◆ **What you will do**
Repeat the records exactly. Every line must match.

* * * * *

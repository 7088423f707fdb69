//! Endpoint lifecycle trait for CSI plugins

use std::sync::Arc;

use async_trait::async_trait;

use crate::context::Context;
use crate::error::PluginError;
use crate::listener::Listener;

/// Lifecycle of a pluggable CSI implementation
///
/// A plugin exposes the three CSI service groups (`Controller`, `Identity`,
/// `Node`) through its own gRPC server, started from [`Endpoint::serve`].
/// The host never calls the service methods directly; it connects to
/// whatever listener it passed to `serve`.
///
/// # Implementation Requirements
///
/// - `serve` is long running. It returns when the listener ends, the
///   context is cancelled or `shutdown` is called.
/// - `shutdown` must make a concurrent `serve` return; the host closes the
///   listener only after `shutdown` completes.
///
/// # Example
///
/// ```ignore
/// use modcsi_core::{Context, Endpoint, Listener, PluginError, incoming};
///
/// struct MyPlugin { svc: Arc<MyService> }
///
/// #[async_trait]
/// impl Endpoint for MyPlugin {
///     async fn init(&self, _ctx: &Context) -> Result<(), PluginError> {
///         Ok(())
///     }
///
///     async fn serve(&self, ctx: &Context, listener: Arc<dyn Listener>) -> Result<(), PluginError> {
///         Server::builder()
///             .add_service(ControllerServer::from_arc(self.svc.clone()))
///             .serve_with_incoming_shutdown(incoming(listener), ctx.cancelled())
///             .await
///             .map_err(|e| PluginError::Serve(e.to_string()))
///     }
///
///     async fn shutdown(&self, _ctx: &Context) -> Result<(), PluginError> {
///         Ok(())
///     }
/// }
/// ```
#[async_trait]
pub trait Endpoint: Send + Sync {
    /// Prepare the plugin before serving
    async fn init(&self, ctx: &Context) -> Result<(), PluginError>;

    /// Serve the CSI services on `listener` until stopped
    async fn serve(&self, ctx: &Context, listener: Arc<dyn Listener>) -> Result<(), PluginError>;

    /// Stop serving and release resources
    async fn shutdown(&self, ctx: &Context) -> Result<(), PluginError>;
}
//! `modcsi` - serve one CSI plugin on `CSI_ENDPOINT`

#[tokio::main]
async fn main() {
    if let Err(e) = modcsi_runtime::run().await {
        eprintln!("error: {e:#}");
        std::process::exit(1);
    }
}
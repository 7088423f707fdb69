//! Standalone mock CSI plugin
//!
//! Serves the mock plugin directly on `CSI_ENDPOINT`
//! (default `tcp://127.0.0.1:8080`) without the dispatcher.

use std::sync::Arc;

use anyhow::Context as _;
use modcsi_core::{Context, Endpoint, Listener, NetListener, ProtoAddr};
use modcsi_mock::MockEndpoint;
use tracing::info;

const DEFAULT_ENDPOINT: &str = "tcp://127.0.0.1:8080";

#[tokio::main]
async fn main() {
    tracing_subscriber::fmt()
        .with_env_filter(
            tracing_subscriber::EnvFilter::try_from_default_env().unwrap_or_else(|_| "info".into()),
        )
        .init();

    if let Err(e) = run().await {
        eprintln!("error: {e:#}");
        std::process::exit(1);
    }
}

async fn run() -> anyhow::Result<()> {
    let endpoint = std::env::var("CSI_ENDPOINT")
        .ok()
        .filter(|v| !v.is_empty())
        .unwrap_or_else(|| DEFAULT_ENDPOINT.to_string());

    let addr: ProtoAddr = endpoint
        .parse()
        .with_context(|| format!("invalid endpoint: {endpoint}"))?;
    let listener: Arc<dyn Listener> = Arc::new(
        NetListener::bind(&addr)
            .await
            .with_context(|| format!("failed to listen on {addr}"))?,
    );
    info!(addr = %listener.local_addr(), "Starting mock plugin");

    let ctx = Context::new();
    tokio::spawn({
        let ctx = ctx.clone();
        async move {
            if tokio::signal::ctrl_c().await.is_ok() {
                info!("Received Ctrl+C, shutting down");
                ctx.cancel();
            }
        }
    });

    let plugin = MockEndpoint::new();
    plugin
        .init(&ctx)
        .await
        .context("endpoint init failed")?;
    plugin.serve(&ctx, listener).await.context("grpc failed")?;

    Ok(())
}
fn main() -> Result<(), Box<dyn std::error::Error>> {
    println!("cargo:rerun-if-env-changed=MODCSI_PROTO_ROOT");

    // Regeneration is opt-in so builds don't need protoc (uses pre-generated file)
    let Ok(proto_root) = std::env::var("MODCSI_PROTO_ROOT") else {
        return Ok(());
    };
    let csi_proto = format!("{proto_root}/csi/v0/csi.proto");

    println!("cargo:rerun-if-changed={csi_proto}");

    if !std::path::Path::new(&csi_proto).exists() {
        println!("cargo:warning=Proto source not found at {csi_proto}, using pre-generated file");
        return Ok(());
    }

    tonic_build::configure()
        .build_server(true)
        .build_client(true)
        .out_dir("src/proto")
        .compile_protos(&[&csi_proto], &[&proto_root])?;

    Ok(())
}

* * * * *

◆ **Response**
repository 7088423f707fdb69
//! Endpoint lifecycle trait for CSI plugins

use std::sync::Arc;

use async_trait::async_trait;

use crate::context::Context;
use crate::error::PluginError;
use crate::listener::Listener;

/// Lifecycle of a pluggable CSI implementation
///
/// A plugin exposes the three CSI service groups (`Controller`, `Identity`,
/// `Node`) through its own gRPC server, started from [`Endpoint::serve`].
/// The host never calls the service methods directly; it connects to
/// whatever listener it passed to `serve`.
///
/// # Implementation Requirements
///
/// - `serve` is long running. It returns when the listener ends, the
///   context is cancelled or `shutdown` is called.
/// - `shutdown` must make a concurrent `serve` return; the host closes the
///   listener only after `shutdown` completes.
///
/// # Example
///
/// ```ignore
/// use modcsi_core::{Context, Endpoint, Listener, PluginError, incoming};
///
/// struct MyPlugin { svc: Arc<MyService> }
///
/// #[async_trait]
/// impl Endpoint for MyPlugin {
///     async fn init(&self, _ctx: &Context) -> Result<(), PluginError> {
///         Ok(())
///     }
///
///     async fn serve(&self, ctx: &Context, listener: Arc<dyn Listener>) -> Result<(), PluginError> {
///         Server::builder()
///             .add_service(ControllerServer::from_arc(self.svc.clone()))
///             .serve_with_incoming_shutdown(incoming(listener), ctx.cancelled())
///             .await
///             .map_err(|e| PluginError::Serve(e.to_string()))
///     }
///
///     async fn shutdown(&self, _ctx: &Context) -> Result<(), PluginError> {
///         Ok(())
///     }
/// }
/// ```
#[async_trait]
pub trait Endpoint: Send + Sync {
    /// Prepare the plugin before serving
    async fn init(&self, ctx: &Context) -> Result<(), PluginError>;

    /// Serve the CSI services on `listener` until stopped
    async fn serve(&self, ctx: &Context, listener: Arc<dyn Listener>) -> Result<(), PluginError>;

    /// Stop serving and release resources
    async fn shutdown(&self, ctx: &Context) -> Result<(), PluginError>;
}
//! `modcsi` - serve one CSI plugin on `CSI_ENDPOINT`

#[tokio::main]
async fn main() {
    if let Err(e) = modcsi_runtime::run().await {
        eprintln!("error: {e:#}");
        std::process::exit(1);
    }
}
repository 7088423f707fdb69
//! Standalone mock CSI plugin
//!
//! Serves the mock plugin directly on `CSI_ENDPOINT`
//! (default `tcp://127.0.0.1:8080`) without the dispatcher.

use std::sync::Arc;

use anyhow::Context as _;
use modcsi_core::{Context, Endpoint, Listener, NetListener, ProtoAddr};
use modcsi_mock::MockEndpoint;
use tracing::info;

const DEFAULT_ENDPOINT: &str = "tcp://127.0.0.1:8080";

#[tokio::main]
async fn main() {
    tracing_subscriber::fmt()
        .with_env_filter(
            tracing_subscriber::EnvFilter::try_from_default_env().unwrap_or_else(|_| "info".into()),
        )
        .init();

    if let Err(e) = run().await {
        eprintln!("error: {e:#}");
        std::process::exit(1);
    }
}

async fn run() -> anyhow::Result<()> {
    let endpoint = std::env::var("CSI_ENDPOINT")
        .ok()
        .filter(|v| !v.is_empty())
        .unwrap_or_else(|| DEFAULT_ENDPOINT.to_string());

    let addr: ProtoAddr = endpoint
        .parse()
        .with_context(|| format!("invalid endpoint: {endpoint}"))?;
    let listener: Arc<dyn Listener> = Arc::new(
        NetListener::bind(&addr)
            .await
            .with_context(|| format!("failed to listen on {addr}"))?,
    );
    info!(addr = %listener.local_addr(), "Starting mock plugin");

    let ctx = Context::new();
    tokio::spawn({
        let ctx = ctx.clone();
        async move {
            if tokio::signal::ctrl_c().await.is_ok() {
                info!("Received Ctrl+C, shutting down");
                ctx.cancel();
            }
        }
    });

    let plugin = MockEndpoint::new();
    plugin
        .init(&ctx)
        .await
        .context("endpoint init failed")?;
    plugin.serve(&ctx, listener).await.context("grpc failed")?;

    Ok(())
}
fn main() -> Result<(), Box<dyn std::error::Error>> {
    println!("cargo:rerun-if-env-changed=MODCSI_PROTO_ROOT");

    // Regeneration is opt-in so builds don't need protoc (uses pre-generated file)
    let Ok(proto_root) = std::env::var("MODCSI_PROTO_ROOT") else {
        return Ok(());
    };
    let csi_proto = format!("{proto_root}/csi/v0/csi.proto");

    println!("cargo:rerun-if-changed={csi_proto}");

    if !std::path::Path::new(&csi_proto).exists() {
        println!("cargo:warning=Proto source not found at {csi_proto}, using pre-generated file");
        return Ok(());
    }

    tonic_build::configure()
        .build_server(true)
        .build_client(true)
        .out_dir("src/proto")
        .compile_protos(&[&csi_proto], &[&proto_root])?;

    Ok(())
}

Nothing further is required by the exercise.